PROBLEM TO WORK ON
Which lines of the entries below contain the string "errors"? Copy each one.

Items listed in a dataset
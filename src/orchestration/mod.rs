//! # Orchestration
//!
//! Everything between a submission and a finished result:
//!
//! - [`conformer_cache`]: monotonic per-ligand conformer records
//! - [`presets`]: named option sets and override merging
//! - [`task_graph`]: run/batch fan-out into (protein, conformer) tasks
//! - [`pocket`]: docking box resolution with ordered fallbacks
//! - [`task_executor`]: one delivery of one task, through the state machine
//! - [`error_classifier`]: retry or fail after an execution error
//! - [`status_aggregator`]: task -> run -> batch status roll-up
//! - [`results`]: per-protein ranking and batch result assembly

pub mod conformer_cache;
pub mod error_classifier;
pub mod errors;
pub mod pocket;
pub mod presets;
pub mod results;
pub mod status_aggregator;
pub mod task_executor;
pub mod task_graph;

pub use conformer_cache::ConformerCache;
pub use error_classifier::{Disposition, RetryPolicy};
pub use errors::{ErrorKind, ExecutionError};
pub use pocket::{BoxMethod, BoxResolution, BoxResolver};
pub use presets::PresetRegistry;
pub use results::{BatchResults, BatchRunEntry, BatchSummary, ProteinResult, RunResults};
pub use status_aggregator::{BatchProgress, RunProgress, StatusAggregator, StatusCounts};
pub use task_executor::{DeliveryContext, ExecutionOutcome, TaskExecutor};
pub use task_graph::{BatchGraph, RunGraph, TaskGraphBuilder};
==
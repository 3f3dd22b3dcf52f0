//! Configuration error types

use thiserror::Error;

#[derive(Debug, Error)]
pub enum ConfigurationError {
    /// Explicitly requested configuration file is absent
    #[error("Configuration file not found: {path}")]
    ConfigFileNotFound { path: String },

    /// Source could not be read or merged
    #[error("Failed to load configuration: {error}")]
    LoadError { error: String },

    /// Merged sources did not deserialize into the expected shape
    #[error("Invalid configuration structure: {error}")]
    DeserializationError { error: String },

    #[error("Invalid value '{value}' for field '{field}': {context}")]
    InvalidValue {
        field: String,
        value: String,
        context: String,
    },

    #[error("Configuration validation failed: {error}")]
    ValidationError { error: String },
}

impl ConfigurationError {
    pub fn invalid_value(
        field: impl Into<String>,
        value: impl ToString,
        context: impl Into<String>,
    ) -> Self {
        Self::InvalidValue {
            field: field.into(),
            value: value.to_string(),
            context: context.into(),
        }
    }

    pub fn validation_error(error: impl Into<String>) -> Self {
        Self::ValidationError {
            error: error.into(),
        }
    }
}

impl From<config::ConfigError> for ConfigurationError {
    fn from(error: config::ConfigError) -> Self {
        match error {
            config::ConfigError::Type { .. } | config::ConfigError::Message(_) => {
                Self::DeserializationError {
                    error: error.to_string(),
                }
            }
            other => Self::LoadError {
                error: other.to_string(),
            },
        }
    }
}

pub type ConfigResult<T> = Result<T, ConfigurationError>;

TASK RESPONSE
pub mod errors;
pub use errors::{ErrorKind, ExecutionError};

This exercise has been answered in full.